=== BRIEF ===
What you return must be an exact copy of the lines in the listing below between the line holding "filename src/engine.rs" and the line holding "snapshots the JSON", inclusive, and nothing more.

=== DATA EXCERPTS ===
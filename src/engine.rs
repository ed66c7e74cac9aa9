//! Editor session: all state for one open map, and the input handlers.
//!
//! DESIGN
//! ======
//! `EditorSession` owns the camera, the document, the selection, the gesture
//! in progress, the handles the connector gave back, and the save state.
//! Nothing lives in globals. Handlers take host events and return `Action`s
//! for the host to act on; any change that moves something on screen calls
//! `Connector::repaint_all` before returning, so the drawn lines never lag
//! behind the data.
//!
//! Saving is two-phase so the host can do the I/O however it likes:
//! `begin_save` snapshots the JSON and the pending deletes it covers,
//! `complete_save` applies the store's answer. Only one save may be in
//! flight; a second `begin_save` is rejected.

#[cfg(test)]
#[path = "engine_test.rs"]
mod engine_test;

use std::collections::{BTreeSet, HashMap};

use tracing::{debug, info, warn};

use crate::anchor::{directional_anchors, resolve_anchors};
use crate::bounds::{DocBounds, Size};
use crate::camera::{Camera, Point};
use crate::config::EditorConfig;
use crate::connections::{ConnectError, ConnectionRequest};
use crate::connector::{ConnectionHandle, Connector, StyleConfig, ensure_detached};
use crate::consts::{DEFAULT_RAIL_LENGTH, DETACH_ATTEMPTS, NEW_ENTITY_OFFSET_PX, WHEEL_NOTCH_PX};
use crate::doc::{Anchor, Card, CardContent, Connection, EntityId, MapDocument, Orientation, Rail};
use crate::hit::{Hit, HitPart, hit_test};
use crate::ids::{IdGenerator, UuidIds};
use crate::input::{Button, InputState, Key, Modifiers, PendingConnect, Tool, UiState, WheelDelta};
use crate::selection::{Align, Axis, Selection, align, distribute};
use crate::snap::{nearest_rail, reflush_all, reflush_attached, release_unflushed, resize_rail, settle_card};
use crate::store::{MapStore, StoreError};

...

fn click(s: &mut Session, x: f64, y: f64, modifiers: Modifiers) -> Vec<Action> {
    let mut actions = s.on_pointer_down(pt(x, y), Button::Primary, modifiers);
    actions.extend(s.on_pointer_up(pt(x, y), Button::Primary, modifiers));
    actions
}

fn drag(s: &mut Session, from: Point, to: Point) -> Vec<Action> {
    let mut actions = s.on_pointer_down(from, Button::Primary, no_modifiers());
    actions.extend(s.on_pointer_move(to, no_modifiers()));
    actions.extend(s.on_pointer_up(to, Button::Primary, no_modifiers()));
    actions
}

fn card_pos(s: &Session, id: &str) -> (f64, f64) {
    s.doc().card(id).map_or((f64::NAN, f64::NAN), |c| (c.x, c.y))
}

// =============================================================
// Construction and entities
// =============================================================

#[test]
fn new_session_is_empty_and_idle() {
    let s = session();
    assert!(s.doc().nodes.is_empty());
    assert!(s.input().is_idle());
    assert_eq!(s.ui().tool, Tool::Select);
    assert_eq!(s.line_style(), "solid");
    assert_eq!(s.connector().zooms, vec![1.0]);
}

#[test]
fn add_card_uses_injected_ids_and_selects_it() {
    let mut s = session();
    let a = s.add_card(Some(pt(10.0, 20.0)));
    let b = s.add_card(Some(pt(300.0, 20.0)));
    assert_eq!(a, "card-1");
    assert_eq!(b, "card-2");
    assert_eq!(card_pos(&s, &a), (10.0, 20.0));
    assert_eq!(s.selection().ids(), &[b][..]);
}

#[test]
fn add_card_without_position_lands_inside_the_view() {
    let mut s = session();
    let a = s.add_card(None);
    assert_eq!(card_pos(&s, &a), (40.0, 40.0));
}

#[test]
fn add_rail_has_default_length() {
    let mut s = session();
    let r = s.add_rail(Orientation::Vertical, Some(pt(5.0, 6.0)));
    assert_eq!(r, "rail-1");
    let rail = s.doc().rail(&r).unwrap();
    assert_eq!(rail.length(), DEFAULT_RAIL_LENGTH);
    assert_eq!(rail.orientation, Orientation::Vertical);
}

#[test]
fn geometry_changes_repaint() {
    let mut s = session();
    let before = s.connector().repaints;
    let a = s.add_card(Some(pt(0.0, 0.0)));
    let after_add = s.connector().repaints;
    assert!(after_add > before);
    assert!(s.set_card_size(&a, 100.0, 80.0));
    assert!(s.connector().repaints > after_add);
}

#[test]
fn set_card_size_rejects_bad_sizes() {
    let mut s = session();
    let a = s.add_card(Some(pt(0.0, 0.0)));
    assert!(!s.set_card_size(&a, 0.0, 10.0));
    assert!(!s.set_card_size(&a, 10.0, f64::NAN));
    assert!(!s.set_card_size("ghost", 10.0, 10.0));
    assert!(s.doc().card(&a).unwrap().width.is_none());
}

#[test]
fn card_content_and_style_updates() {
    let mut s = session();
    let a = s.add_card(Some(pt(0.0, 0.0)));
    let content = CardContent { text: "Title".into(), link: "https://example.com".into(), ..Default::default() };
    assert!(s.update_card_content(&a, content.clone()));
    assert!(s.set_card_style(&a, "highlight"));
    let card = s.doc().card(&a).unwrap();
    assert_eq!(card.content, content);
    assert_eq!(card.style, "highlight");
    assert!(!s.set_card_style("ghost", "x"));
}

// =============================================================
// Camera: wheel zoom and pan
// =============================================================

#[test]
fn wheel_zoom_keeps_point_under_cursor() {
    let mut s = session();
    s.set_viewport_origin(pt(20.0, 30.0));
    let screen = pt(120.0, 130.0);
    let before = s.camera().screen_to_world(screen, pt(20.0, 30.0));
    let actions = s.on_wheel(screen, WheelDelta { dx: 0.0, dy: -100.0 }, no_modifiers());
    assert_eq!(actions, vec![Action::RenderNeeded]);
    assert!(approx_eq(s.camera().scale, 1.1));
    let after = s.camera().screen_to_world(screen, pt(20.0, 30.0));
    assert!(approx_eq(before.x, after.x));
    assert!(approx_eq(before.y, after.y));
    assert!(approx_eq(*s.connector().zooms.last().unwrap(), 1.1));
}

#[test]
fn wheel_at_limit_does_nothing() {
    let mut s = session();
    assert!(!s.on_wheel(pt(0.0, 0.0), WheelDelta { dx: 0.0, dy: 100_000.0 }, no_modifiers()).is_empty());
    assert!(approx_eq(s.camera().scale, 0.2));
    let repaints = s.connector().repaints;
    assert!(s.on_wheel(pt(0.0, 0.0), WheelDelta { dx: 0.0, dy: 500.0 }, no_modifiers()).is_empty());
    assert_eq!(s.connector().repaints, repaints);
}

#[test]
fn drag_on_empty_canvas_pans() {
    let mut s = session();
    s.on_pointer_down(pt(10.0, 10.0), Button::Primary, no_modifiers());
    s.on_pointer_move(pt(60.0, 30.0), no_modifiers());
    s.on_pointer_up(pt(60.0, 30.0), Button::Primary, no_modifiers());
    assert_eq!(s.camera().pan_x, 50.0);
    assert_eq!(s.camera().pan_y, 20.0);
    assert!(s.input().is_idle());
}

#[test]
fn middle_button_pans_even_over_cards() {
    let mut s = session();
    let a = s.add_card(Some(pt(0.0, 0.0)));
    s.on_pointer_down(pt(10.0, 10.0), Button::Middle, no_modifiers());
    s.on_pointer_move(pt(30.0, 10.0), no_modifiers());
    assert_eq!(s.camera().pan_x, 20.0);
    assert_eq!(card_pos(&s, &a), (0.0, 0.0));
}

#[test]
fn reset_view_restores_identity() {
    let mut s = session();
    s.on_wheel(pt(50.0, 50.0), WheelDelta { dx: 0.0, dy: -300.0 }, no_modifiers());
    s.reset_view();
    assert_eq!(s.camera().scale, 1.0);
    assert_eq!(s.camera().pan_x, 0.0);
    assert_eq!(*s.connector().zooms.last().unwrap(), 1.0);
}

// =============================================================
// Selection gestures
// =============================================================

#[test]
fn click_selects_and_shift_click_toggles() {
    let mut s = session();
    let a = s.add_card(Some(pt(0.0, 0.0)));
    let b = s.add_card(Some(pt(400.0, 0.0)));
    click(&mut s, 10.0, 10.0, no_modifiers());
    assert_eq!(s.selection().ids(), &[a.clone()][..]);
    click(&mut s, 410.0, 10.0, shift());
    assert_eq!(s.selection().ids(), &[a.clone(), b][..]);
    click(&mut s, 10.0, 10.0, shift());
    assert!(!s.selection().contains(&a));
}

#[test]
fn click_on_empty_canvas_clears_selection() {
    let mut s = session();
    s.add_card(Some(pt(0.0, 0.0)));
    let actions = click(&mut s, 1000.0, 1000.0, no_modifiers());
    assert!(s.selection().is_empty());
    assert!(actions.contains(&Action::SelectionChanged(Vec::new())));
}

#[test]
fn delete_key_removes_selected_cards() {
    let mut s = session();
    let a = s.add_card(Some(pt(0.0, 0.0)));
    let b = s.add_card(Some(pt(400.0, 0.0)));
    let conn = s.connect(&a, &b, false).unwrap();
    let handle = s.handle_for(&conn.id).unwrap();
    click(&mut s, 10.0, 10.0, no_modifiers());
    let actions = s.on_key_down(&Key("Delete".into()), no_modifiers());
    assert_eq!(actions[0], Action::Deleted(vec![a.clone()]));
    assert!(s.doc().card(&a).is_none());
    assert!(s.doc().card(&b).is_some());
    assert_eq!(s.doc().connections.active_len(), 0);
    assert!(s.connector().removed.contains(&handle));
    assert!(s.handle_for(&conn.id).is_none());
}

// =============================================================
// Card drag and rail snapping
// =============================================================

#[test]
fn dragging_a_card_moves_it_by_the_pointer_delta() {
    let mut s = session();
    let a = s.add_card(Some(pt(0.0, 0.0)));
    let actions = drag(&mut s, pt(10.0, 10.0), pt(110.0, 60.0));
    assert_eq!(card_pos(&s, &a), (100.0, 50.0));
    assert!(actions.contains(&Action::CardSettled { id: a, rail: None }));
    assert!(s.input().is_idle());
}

=== TASK SOLUTION ===
filename src/engine.rs
repository ed66c7e74cac9aa9
//! Editor session: all state for one open map, and the input handlers.
//!
//! DESIGN
//! ======
//! `EditorSession` owns the camera, the document, the selection, the gesture
//! in progress, the handles the connector gave back, and the save state.
//! Nothing lives in globals. Handlers take host events and return `Action`s
//! for the host to act on; any change that moves something on screen calls
//! `Connector::repaint_all` before returning, so the drawn lines never lag
//! behind the data.
//!
//! Saving is two-phase so the host can do the I/O however it likes:
//! `begin_save` snapshots the JSON and the pending deletes it covers,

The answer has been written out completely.